Items from a dataset:
........

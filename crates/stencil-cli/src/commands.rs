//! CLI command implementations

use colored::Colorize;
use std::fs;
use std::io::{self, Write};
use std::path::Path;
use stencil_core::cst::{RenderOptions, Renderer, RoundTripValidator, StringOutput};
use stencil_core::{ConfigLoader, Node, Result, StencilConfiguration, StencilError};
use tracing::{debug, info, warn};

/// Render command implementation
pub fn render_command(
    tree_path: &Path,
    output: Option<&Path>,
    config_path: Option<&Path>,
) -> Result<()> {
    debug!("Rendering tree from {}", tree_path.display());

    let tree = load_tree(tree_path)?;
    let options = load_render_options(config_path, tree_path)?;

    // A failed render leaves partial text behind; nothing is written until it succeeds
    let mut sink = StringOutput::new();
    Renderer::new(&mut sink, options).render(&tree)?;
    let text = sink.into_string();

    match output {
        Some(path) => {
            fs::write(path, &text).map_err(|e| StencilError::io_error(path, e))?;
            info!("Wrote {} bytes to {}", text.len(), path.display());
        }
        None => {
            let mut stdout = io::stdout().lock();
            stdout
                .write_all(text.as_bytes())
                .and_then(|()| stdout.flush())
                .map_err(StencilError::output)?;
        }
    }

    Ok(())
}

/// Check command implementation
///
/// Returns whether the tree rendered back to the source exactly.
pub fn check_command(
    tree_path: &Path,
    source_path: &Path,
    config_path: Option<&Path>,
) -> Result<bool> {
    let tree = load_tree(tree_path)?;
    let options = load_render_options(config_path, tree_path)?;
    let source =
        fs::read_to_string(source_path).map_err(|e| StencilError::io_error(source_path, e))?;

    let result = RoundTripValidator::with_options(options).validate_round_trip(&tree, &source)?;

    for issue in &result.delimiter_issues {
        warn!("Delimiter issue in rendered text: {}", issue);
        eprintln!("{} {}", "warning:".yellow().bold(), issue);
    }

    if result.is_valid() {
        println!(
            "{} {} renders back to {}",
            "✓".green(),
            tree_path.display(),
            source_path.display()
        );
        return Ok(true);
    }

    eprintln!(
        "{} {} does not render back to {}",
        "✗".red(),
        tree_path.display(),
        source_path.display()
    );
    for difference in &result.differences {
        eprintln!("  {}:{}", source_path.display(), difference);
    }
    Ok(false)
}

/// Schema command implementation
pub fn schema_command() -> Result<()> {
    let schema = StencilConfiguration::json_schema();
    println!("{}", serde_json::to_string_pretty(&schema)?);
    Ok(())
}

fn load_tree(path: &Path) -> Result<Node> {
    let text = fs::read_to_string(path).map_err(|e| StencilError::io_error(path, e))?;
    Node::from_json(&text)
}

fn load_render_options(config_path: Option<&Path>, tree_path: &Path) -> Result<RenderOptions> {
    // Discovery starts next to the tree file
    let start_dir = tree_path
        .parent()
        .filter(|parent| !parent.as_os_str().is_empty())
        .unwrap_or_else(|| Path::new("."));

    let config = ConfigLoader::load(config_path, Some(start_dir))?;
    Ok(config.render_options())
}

........

● Activity
When a line in the data contains "difference", return it as written.

● Solution to this task
    for difference in &result.differences {
        eprintln!("  {}:{}", source_path.display(), difference);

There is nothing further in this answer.